# INSTRUCTIONS FOR THE TASK:
Below is a block of records; repeat each one exactly.

===============

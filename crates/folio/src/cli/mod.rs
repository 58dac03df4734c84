//! # CLI Behavior
//!
//! This is **one possible UI client** for folio. It is the only place that
//! knows about terminal I/O, exit codes and output formatting.
//!
//! ## Identifiers
//!
//! Every command that targets a document takes an optional identifier: a
//! full id, an id prefix, or the document's name. Leaving it out opens a
//! numbered picker on the terminal. `--parent` and `--after` accept the same
//! forms but search all kinds.
//!
//! Running `folio` with no subcommand lists workspaces.
//!
//! ## Logging
//!
//! Library diagnostics go through `tracing` to stderr. The default level is
//! `warn`; `-v` raises it to `debug` and `RUST_LOG` overrides both.
//!
//! ## Module Structure
//!
//! - `commands`: Per-command handlers that call the API and print
//! - `prompt`: Terminal implementation of the library's `Prompter`
//! - `render`: Output formatting
//! - `setup`: Argument parsing via clap

mod commands;
mod prompt;
mod render;
pub mod setup;

use anyhow::{Context, Result};
use clap::Parser;
use folioapp::api::FolioApi;
use folioapp::model::Kind;
use setup::{Cli, Commands};
use tracing_subscriber::{layer::SubscriberExt, util::SubscriberInitExt};

fn init_tracing(verbose: bool) {
    let level = if verbose { "debug" } else { "warn" };
    tracing_subscriber::registry()
        .with(
            tracing_subscriber::EnvFilter::try_from_default_env()
                .unwrap_or_else(|_| format!("folio={level},folioapp={level}").into()),
        )
        .with(tracing_subscriber::fmt::layer().with_writer(std::io::stderr))
        .init();
}

pub async fn run() -> Result<()> {
    let cli = Cli::parse();
    init_tracing(cli.verbose);

    let root = match cli.root {
        Some(root) => root,
        None => std::env::current_dir().context("Cannot determine the current directory")?,
    };
    tracing::debug!(root = %root.display(), "opening store");
    let mut api = FolioApi::open(&root).await?;

    match cli.command {
        None => commands::list(&api, Kind::Workspace, None),
        Some(Commands::List { kind, parent }) => commands::list(&api, kind, parent.as_deref()),
        Some(Commands::Show { kind, id }) => commands::show(&api, kind, id.as_deref()),
        Some(Commands::Create {
            kind,
            name,
            description,
            parent,
        }) => commands::create(&mut api, kind, name, description, parent.as_deref()),
        Some(Commands::Duplicate {
            kind,
            id,
            name,
            parent,
        }) => commands::duplicate(&mut api, kind, id.as_deref(), name, parent.as_deref()),
        Some(Commands::Move {
            kind,
            id,
            parent,
            after,
        }) => commands::move_doc(&mut api, kind, id.as_deref(), parent.as_deref(), after.as_deref()),
        Some(Commands::Remove { kind, id }) => commands::remove(&mut api, kind, id.as_deref()),
        Some(Commands::Rebalance { parent }) => commands::rebalance(&mut api, parent.as_deref()),
    }
}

===============

# RESULT:
filename crates/folio/src/cli/mod.rs
repository 58dac03df4734c84
//! # CLI Behavior
//!
//! This is **one possible UI client** for folio. It is the only place that
//! knows about terminal I/O, exit codes and output formatting.
//!
//! ## Identifiers
//!
//! Every command that targets a document takes an optional identifier: a
//! full id, an id prefix, or the document's name. Leaving it out opens a
//! numbered picker on the terminal. `--parent` and `--after` accept the same
//! forms but search all kinds.
//!
//! Running `folio` with no subcommand lists workspaces.
//!
//! ## Logging
//!
//! Library diagnostics go through `tracing` to stderr. The default level is
//! `warn`; `-v` raises it to `debug` and `RUST_LOG` overrides both.
//!
//! ## Module Structure
//!
//! - `commands`: Per-command handlers that call the API and print
//! - `prompt`: Terminal implementation of the library's `Prompter`
//! - `render`: Output formatting
//! - `setup`: Argument parsing via clap

mod commands;
mod prompt;
mod render;
pub mod setup;

use anyhow::{Context, Result};
use clap::Parser;
use folioapp::api::FolioApi;
use folioapp::model::Kind;
use setup::{Cli, Commands};
use tracing_subscriber::{layer::SubscriberExt, util::SubscriberInitExt};

fn init_tracing(verbose: bool) {
    let level = if verbose { "debug" } else { "warn" };
    tracing_subscriber::registry()
        .with(
            tracing_subscriber::EnvFilter::try_from_default_env()
                .unwrap_or_else(|_| format!("folio={level},folioapp={level}").into()),
        )
        .with(tracing_subscriber::fmt::layer().with_writer(std::io::stderr))
        .init();
}

pub async fn run() -> Result<()> {
    let cli = Cli::parse();
    init_tracing(cli.verbose);

    let root = match cli.root {
        Some(root) => root,
        None => std::env::current_dir().context("Cannot determine the current directory")?,
    };
    tracing::debug!(root = %root.display(), "opening store");
    let mut api = FolioApi::open(&root).await?;

    match cli.command {
        None => commands::list(&api, Kind::Workspace, None),
        Some(Commands::List { kind, parent }) => commands::list(&api, kind, parent.as_deref()),
        Some(Commands::Show { kind, id }) => commands::show(&api, kind, id.as_deref()),
        Some(Commands::Create {
            kind,
            name,
            description,
            parent,
        }) => commands::create(&mut api, kind, name, description, parent.as_deref()),
        Some(Commands::Duplicate {
            kind,
            id,
            name,
            parent,
        }) => commands::duplicate(&mut api, kind, id.as_deref(), name, parent.as_deref()),
        Some(Commands::Move {
            kind,
            id,
            parent,
            after,
        }) => commands::move_doc(&mut api, kind, id.as_deref(), parent.as_deref(), after.as_deref()),
        Some(Commands::Remove { kind, id }) => commands::remove(&mut api, kind, id.as_deref()),
        Some(Commands::Rebalance { parent }) => commands::rebalance(&mut api, parent.as_deref()),
    }
}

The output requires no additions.